Raising his hands in the air he said, "And she's about to get all three today, by marrying me." He dropped his hands back to his lap and exhaled a long breath. "Why then does it feel as if I'm robbing her of something very important? Why do I feel as if I should woo her a while, ply her with sweets and gifts, put an extremely large and expensive ring on her finger, and then help her with mundane little things like seating charts and guests lists."

Susan laughed. "Exactly, because we all know she'd have her hands in every detail of her wedding."

Draco returned Susan's laugh.

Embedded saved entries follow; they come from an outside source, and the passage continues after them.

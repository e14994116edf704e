//! Scheduler configuration stored under `.beads/config.toml`.

use std::fs;
use std::path::Path;
use std::time::Duration;

use anyhow::{Context, Result, anyhow};
use serde::{Deserialize, Serialize};

/// Scheduler configuration (TOML).
///
/// Edited by humans; missing fields fall back to defaults. CLI flags override
/// individual values per invocation.
#[derive(Debug, Clone, Serialize, Deserialize, PartialEq, Eq)]
#[serde(default)]
pub struct RunConfig {
    /// Upper bound on concurrent units of work in swarm mode.
    pub max_workers: usize,

    /// Wall-clock budget for a single unit of work, in seconds. A unit that
    /// exceeds it resolves as a failure.
    pub unit_timeout_secs: u64,

    /// Keep at most this many bytes of executor stdout/stderr per unit.
    pub output_limit_bytes: usize,

    /// How often the cancel flag file is checked, in milliseconds.
    pub cancel_poll_millis: u64,

    pub executor: ExecutorConfig,
}

#[derive(Debug, Clone, Serialize, Deserialize, PartialEq, Eq)]
#[serde(default)]
pub struct ExecutorConfig {
    /// Command run once per bead; the bead payload is written to stdin.
    pub command: Vec<String>,
}

impl Default for ExecutorConfig {
    fn default() -> Self {
        Self {
            command: vec!["sh".to_string(), "-c".to_string(), "cat".to_string()],
        }
    }
}

impl Default for RunConfig {
    fn default() -> Self {
        Self {
            max_workers: 3,
            unit_timeout_secs: 30 * 60,
            output_limit_bytes: 100_000,
            cancel_poll_millis: 500,
            executor: ExecutorConfig::default(),
        }
    }
}

impl RunConfig {
    pub fn validate(&self) -> Result<()> {
        if self.max_workers == 0 {
            return Err(anyhow!("max_workers must be > 0"));
        }
        if self.unit_timeout_secs == 0 {
            return Err(anyhow!("unit_timeout_secs must be > 0"));
        }
        if self.output_limit_bytes == 0 {
            return Err(anyhow!("output_limit_bytes must be > 0"));
        }
        if self.cancel_poll_millis == 0 {
            return Err(anyhow!("cancel_poll_millis must be > 0"));
        }
        match self.executor.command.first() {
            Some(program) if !program.trim().is_empty() => {}
            _ => return Err(anyhow!("executor.command must be a non-empty array")),
        }
        Ok(())
    }

    pub fn unit_timeout(&self) -> Duration {
        Duration::from_secs(self.unit_timeout_secs)
    }

    pub fn cancel_poll_interval(&self) -> Duration {
        Duration::from_millis(self.cancel_poll_millis)
    }
}

/// Load config from a TOML file.
///
/// If the file is missing, returns `RunConfig::default()`.
pub fn load_config(path: &Path) -> Result<RunConfig> {
    if !path.exists() {
        let cfg = RunConfig::default();
        cfg.validate()?;
        return Ok(cfg);
    }
    let contents = fs::read_to_string(path).with_context(|| format!("read {}", path.display()))?;
    let cfg: RunConfig =
        toml::from_str(&contents).with_context(|| format!("parse {}", path.display()))?;
    cfg.validate()
        .with_context(|| format!("invalid config {}", path.display()))?;
    Ok(cfg)
}

/// Atomically write config to disk (temp file + rename).
pub fn write_config(path: &Path, cfg: &RunConfig) -> Result<()> {
    cfg.validate()?;
    let mut buf = toml::to_string_pretty(cfg).context("serialize config toml")?;
    buf.push('\n');
    write_atomic(path, &buf)
}

fn write_atomic(path: &Path, contents: &str) -> Result<()> {
    let parent = path
        .parent()
        .with_context(|| format!("config path missing parent {}", path.display()))?;
    fs::create_dir_all(parent).with_context(|| format!("create directory {}", parent.display()))?;
    let tmp_path = path.with_extension("toml.tmp");
    fs::write(&tmp_path, contents)
        .with_context(|| format!("write temp config {}", tmp_path.display()))?;
    fs::rename(&tmp_path, path).with_context(|| format!("replace config {}", path.display()))?;
    Ok(())
}

#[cfg(test)]
mod tests {
    use super::*;

    #[test]
    fn load_missing_returns_default() {
        let temp = tempfile::tempdir().expect("tempdir");
        let cfg = load_config(&temp.path().join("missing.toml")).expect("load");
        assert_eq!(cfg, RunConfig::default());
    }

    #[test]
    fn write_then_load_round_trips() {
        let temp = tempfile::tempdir().expect("tempdir");
        let path = temp.path().join("config.toml");
        let cfg = RunConfig {
            max_workers: 5,
            executor: ExecutorConfig {
                command: vec!["./agent.sh".to_string()],
            },
            ..RunConfig::default()
        };
        write_config(&path, &cfg).expect("write");
        let loaded = load_config(&path).expect("load");
        assert_eq!(loaded, cfg);
    }

    #[test]
    fn partial_file_keeps_other_defaults() {
        let temp = tempfile::tempdir().expect("tempdir");
        let path = temp.path().join("config.toml");
        fs::write(&path, "max_workers = 8\n").expect("write");
        let cfg = load_config(&path).expect("load");
        assert_eq!(cfg.max_workers, 8);
        assert_eq!(cfg.unit_timeout_secs, RunConfig::default().unit_timeout_secs);
        assert_eq!(cfg.executor, ExecutorConfig::default());
    }

    #[test]
    fn zero_workers_is_rejected() {
        let temp = tempfile::tempdir().expect("tempdir");
        let path = temp.path().join("config.toml");
        fs::write(&path, "max_workers = 0\n").expect("write");
        let err = load_config(&path).expect_err("invalid");
        assert!(format!("{err:#}").contains("max_workers must be > 0"));
    }

    #[test]
    fn empty_command_is_rejected() {
        let cfg = RunConfig {
            executor: ExecutorConfig {
                command: Vec::new(),
            },
            ..RunConfig::default()
        };
        assert!(cfg.validate().is_err());
    }
}
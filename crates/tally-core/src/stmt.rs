mod change_set;
pub use change_set::{Added, Change, ChangeSet, CollectionDiff, Updated};

mod id;
pub use id::Id;

mod reference;
pub use reference::Reference;

mod ty;
pub use ty::Type;

mod value;
pub use value::Value;

mod value_map;
pub use value_map::ValueMap;
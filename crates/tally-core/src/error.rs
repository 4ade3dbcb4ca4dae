mod adhoc;
mod invalid_schema;
mod permission_denied;
mod record_not_found;
mod validation;

use adhoc::AdhocError;
use invalid_schema::InvalidSchema;
use permission_denied::PermissionDeniedError;
use record_not_found::RecordNotFoundError;
use std::sync::Arc;
use validation::ValidationError;

/// Returns early with an ad-hoc [`Error`] built from a format string.
#[macro_export]
macro_rules! bail {
    ($($arg:tt)*) => {
        return Err($crate::Error::from_args(format_args!($($arg)*)))
    };
}

/// Builds an ad-hoc [`Error`] from a format string.
#[macro_export]
macro_rules! err {
    ($($arg:tt)*) => {
        $crate::Error::from_args(format_args!($($arg)*))
    };
}

/// An error that can occur in Tally.
#[derive(Clone)]
pub struct Error {
    inner: Option<Arc<ErrorInner>>,
}

#[derive(Debug)]
struct ErrorInner {
    kind: ErrorKind,
    cause: Option<Error>,
}

impl Error {
    /// Adds context to this error.
    ///
    /// Context is displayed in reverse order: the most recently added context is shown first,
    /// followed by earlier context, ending with the root cause.
    #[inline(always)]
    pub fn context(self, consequent: impl IntoError) -> Error {
        self.context_impl(consequent.into_error())
    }

    #[inline(never)]
    #[cold]
    fn context_impl(self, consequent: Error) -> Error {
        let kind = match consequent.inner {
            Some(inner) => match Arc::try_unwrap(inner) {
                Ok(inner) => {
                    assert!(
                        inner.cause.is_none(),
                        "consequent error must not already have a cause"
                    );
                    inner.kind
                }
                Err(shared) => ErrorKind::Adhoc(AdhocError::new(shared.kind.to_string())),
            },
            None => ErrorKind::Unknown,
        };

        Error {
            inner: Some(Arc::new(ErrorInner {
                kind,
                cause: Some(self),
            })),
        }
    }

    fn chain(&self) -> impl Iterator<Item = &Error> {
        let mut err = self;
        core::iter::once(err).chain(core::iter::from_fn(move || {
            err = err.inner.as_ref().and_then(|inner| inner.cause.as_ref())?;
            Some(err)
        }))
    }

    fn kind(&self) -> &ErrorKind {
        self.inner
            .as_ref()
            .map(|inner| &inner.kind)
            .unwrap_or(&ErrorKind::Unknown)
    }

    /// Finds the first error in the context chain matching `f`.
    fn find_kind(&self, f: impl Fn(&ErrorKind) -> bool) -> bool {
        self.chain().any(|err| f(err.kind()))
    }
}

impl std::error::Error for Error {
    fn source(&self) -> Option<&(dyn std::error::Error + 'static)> {
        match self.kind() {
            ErrorKind::Anyhow(err) => Some(err.as_ref()),
            _ => None,
        }
    }
}

impl core::fmt::Display for Error {
    fn fmt(&self, f: &mut core::fmt::Formatter) -> core::fmt::Result {
        let mut it = self.chain().peekable();
        while let Some(err) = it.next() {
            core::fmt::Display::fmt(err.kind(), f)?;
            if it.peek().is_some() {
                f.write_str(": ")?;
            }
        }
        Ok(())
    }
}

impl core::fmt::Debug for Error {
    fn fmt(&self, f: &mut core::fmt::Formatter) -> core::fmt::Result {
        if !f.alternate() {
            core::fmt::Display::fmt(self, f)
        } else {
            let Some(ref inner) = self.inner else {
                return f.debug_struct("Error").field("kind", &"None").finish();
            };
            f.debug_struct("Error")
                .field("kind", &inner.kind)
                .field("cause", &inner.cause)
                .finish()
        }
    }
}

#[derive(Debug)]
enum ErrorKind {
    Anyhow(anyhow::Error),
    Adhoc(AdhocError),
    Validation(ValidationError),
    PermissionDenied(PermissionDeniedError),
    RecordNotFound(RecordNotFoundError),
    InvalidSchema(InvalidSchema),
    Unknown,
}

impl core::fmt::Display for ErrorKind {
    fn fmt(&self, f: &mut core::fmt::Formatter) -> core::fmt::Result {
        use self::ErrorKind::*;

        match self {
            Anyhow(err) => core::fmt::Display::fmt(err, f),
            Adhoc(err) => core::fmt::Display::fmt(err, f),
            Validation(err) => core::fmt::Display::fmt(err, f),
            PermissionDenied(err) => core::fmt::Display::fmt(err, f),
            RecordNotFound(err) => core::fmt::Display::fmt(err, f),
            InvalidSchema(err) => core::fmt::Display::fmt(err, f),
            Unknown => f.write_str("unknown tally error"),
        }
    }
}

impl From<ErrorKind> for Error {
    fn from(kind: ErrorKind) -> Error {
        Error {
            inner: Some(Arc::new(ErrorInner { kind, cause: None })),
        }
    }
}

impl From<anyhow::Error> for Error {
    fn from(err: anyhow::Error) -> Error {
        Error::from(ErrorKind::Anyhow(err))
    }
}

impl From<std::num::ParseIntError> for Error {
    fn from(err: std::num::ParseIntError) -> Error {
        Error::from(anyhow::Error::from(err))
    }
}

impl From<serde_json::Error> for Error {
    fn from(err: serde_json::Error) -> Error {
        Error::from(anyhow::Error::from(err))
    }
}

/// Trait for types that can be converted into an Error.
pub trait IntoError {
    /// Converts this type into an Error.
    fn into_error(self) -> Error;
}

impl IntoError for Error {
    #[inline(always)]
    fn into_error(self) -> Error {
        self
    }
}
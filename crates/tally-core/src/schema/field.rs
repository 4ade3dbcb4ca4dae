use super::{ManyToMany, ManyToOne, ModelId, OneToMany, ReferenceTargets};
use crate::stmt;
use std::fmt;

#[derive(Debug, Clone)]
pub struct Field {
    /// Uniquely identifies the field within the containing model.
    pub id: FieldId,

    /// The field name
    pub name: String,

    /// Scalar or relation, and how
    pub ty: FieldTy,
}

#[derive(Copy, Clone, PartialEq, Eq, Hash)]
pub struct FieldId {
    pub model: ModelId,
    pub index: usize,
}

#[derive(Debug, Clone)]
pub enum FieldTy {
    Primitive(FieldPrimitive),
    ManyToOne(ManyToOne),
    OneToMany(OneToMany),
    ManyToMany(ManyToMany),
    Reference(ReferenceTargets),
}

#[derive(Debug, Clone)]
pub struct FieldPrimitive {
    /// The field's primitive type
    pub ty: stmt::Type,
}

/// The closed set of value shapes a field can have.
#[derive(Debug, Copy, Clone, PartialEq, Eq, Hash)]
pub enum FieldKind {
    Scalar,
    ManyToOne,
    OneToMany,
    ManyToMany,
    Reference,
}

impl Field {
    /// Gets the id.
    pub fn id(&self) -> FieldId {
        self.id
    }

    /// Gets the name.
    pub fn name(&self) -> &str {
        &self.name
    }

    /// Gets the type.
    pub fn ty(&self) -> &FieldTy {
        &self.ty
    }

    pub fn kind(&self) -> FieldKind {
        match &self.ty {
            FieldTy::Primitive(_) => FieldKind::Scalar,
            FieldTy::ManyToOne(_) => FieldKind::ManyToOne,
            FieldTy::OneToMany(_) => FieldKind::OneToMany,
            FieldTy::ManyToMany(_) => FieldKind::ManyToMany,
            FieldTy::Reference(_) => FieldKind::Reference,
        }
    }

    /// If the field relates to exactly one other model, return it.
    pub fn relation_target_id(&self) -> Option<ModelId> {
        match &self.ty {
            FieldTy::ManyToOne(rel) => Some(rel.target),
            FieldTy::OneToMany(rel) => Some(rel.target),
            FieldTy::ManyToMany(rel) => Some(rel.target),
            _ => None,
        }
    }

    pub fn is_collection(&self) -> bool {
        self.kind().is_collection()
    }
}

impl FieldKind {
    pub fn is_collection(self) -> bool {
        matches!(self, FieldKind::OneToMany | FieldKind::ManyToMany)
    }

    pub fn as_str(self) -> &'static str {
        match self {
            FieldKind::Scalar => "scalar",
            FieldKind::ManyToOne => "many-to-one",
            FieldKind::OneToMany => "one-to-many",
            FieldKind::ManyToMany => "many-to-many",
            FieldKind::Reference => "reference",
        }
    }
}

impl fmt::Display for FieldKind {
    fn fmt(&self, f: &mut fmt::Formatter<'_>) -> fmt::Result {
        f.write_str(self.as_str())
    }
}

impl fmt::Debug for FieldId {
    fn fmt(&self, fmt: &mut fmt::Formatter<'_>) -> fmt::Result {
        write!(fmt, "FieldId({}/{})", self.model.0, self.index)
    }
}
use super::Value;
use indexmap::IndexMap;
use serde::{Serialize, Serializer};

/// An ordered mapping of field names to values.
///
/// This is the shape a store returns for a loaded record and the shape used
/// to construct a record from initial values.
#[derive(Debug, Default, Clone, PartialEq)]
pub struct ValueMap {
    entries: IndexMap<String, Value>,
}

impl ValueMap {
    pub fn new() -> Self {
        Self::default()
    }

    pub fn insert(&mut self, key: impl Into<String>, value: impl Into<Value>) -> Option<Value> {
        self.entries.insert(key.into(), value.into())
    }

    pub fn get(&self, key: &str) -> Option<&Value> {
        self.entries.get(key)
    }

    pub fn len(&self) -> usize {
        self.entries.len()
    }

    pub fn is_empty(&self) -> bool {
        self.entries.is_empty()
    }

    pub fn keys(&self) -> impl Iterator<Item = &str> + '_ {
        self.entries.keys().map(String::as_str)
    }

    pub fn iter(&self) -> impl Iterator<Item = (&str, &Value)> + '_ {
        self.entries.iter().map(|(key, value)| (key.as_str(), value))
    }

    pub fn to_json(&self) -> serde_json::Value {
        serde_json::Value::Object(
            self.entries
                .iter()
                .map(|(key, value)| (key.clone(), value.to_json()))
                .collect(),
        )
    }
}

impl<K: Into<String>, V: Into<Value>> FromIterator<(K, V)> for ValueMap {
    fn from_iter<T: IntoIterator<Item = (K, V)>>(iter: T) -> Self {
        Self {
            entries: iter
                .into_iter()
                .map(|(key, value)| (key.into(), value.into()))
                .collect(),
        }
    }
}

impl IntoIterator for ValueMap {
    type Item = (String, Value);
    type IntoIter = indexmap::map::IntoIter<String, Value>;

    fn into_iter(self) -> Self::IntoIter {
        self.entries.into_iter()
    }
}

impl Serialize for ValueMap {
    fn serialize<S: Serializer>(&self, serializer: S) -> Result<S::Ok, S::Error> {
        self.to_json().serialize(serializer)
    }
}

He mocked, "I can hear her now. 'You can't possibly sit Mrs. Weasley next to your Uncle Sebastian, Draco. He tortured and killed her uncle back in 1957'."

Playing along, Susan said, "She'd plan the menus, the music, the flowers, everything. The thought of someone else…"

"Especially Greg Goyle," Draco interrupted.

"…Planning her wedding," Susan continued, "would drive her insane."

Draco suddenly became solemn. "I'm taking all of that away from her, aren't I?"

"Not at all," Susan said, less than convinced.

"Why didn't she plan her little perfect wedding with those other chaps? Goldstein, Corner and what's his name?" Draco pulled on a frayed string on the hem of his cuff.

"Because they weren't the right men for her and you are. You're the answer to that equation, as you well know. She has the right man now, but the situation may not be perfect," Susan relayed.

Draco agreed with her.

"Do you want a big dream wedding?" Draco asked.

"Are you proposing?" she joked. "I thought you were marrying Hermione today."

"I thought that, too." It was Harry Potter who made this statement. He was walking back down the hall toward them. "Isn't one bride enough for you, Malfoy? Now you have to try to steal mine?"

"Am I yours?" Susan asked glibly.

"If you want to be," Harry replied. "Unless you're like Hermione and you want the big wedding and the white dress and the ring."

"At this point, I'd be happy with just a groom and a true proposal," Susan said, shocking herself a bit with that revelation.

"I'm available, if you'd like. I already told you that," Harry said, leaning casually against the wall. "So, do you want to marry me?"

Draco stood from the bench, made a strangled sound of disgust in the back of his throat and said, "As far as proposals go, that one was even worse than mine was. For goodness sakes, Potter, get down on your knee, declare your undying love, offer to have plastic surgery to remove your scar, and then tell her you'll buy her the largest effing sapphire in the world when you get back to London."

Susan smiled, looked at Draco and said, "I like sapphires."

Nodding his head and holding one hand out toward Susan, Draco said, "Well then, there you go."

"You might want to take your own advice, Malfoy," Harry said, patting the other man on the shoulder. "I happen to know Hermione likes emeralds and diamonds."

"She does?" Draco asked sheepishly.

A voice sounded from the room next to his. "I do." Hermione leaned against the doorjamb and said, "I really, really do."

Then Susan looked at Harry and said, "and to answer you're question, I do, too."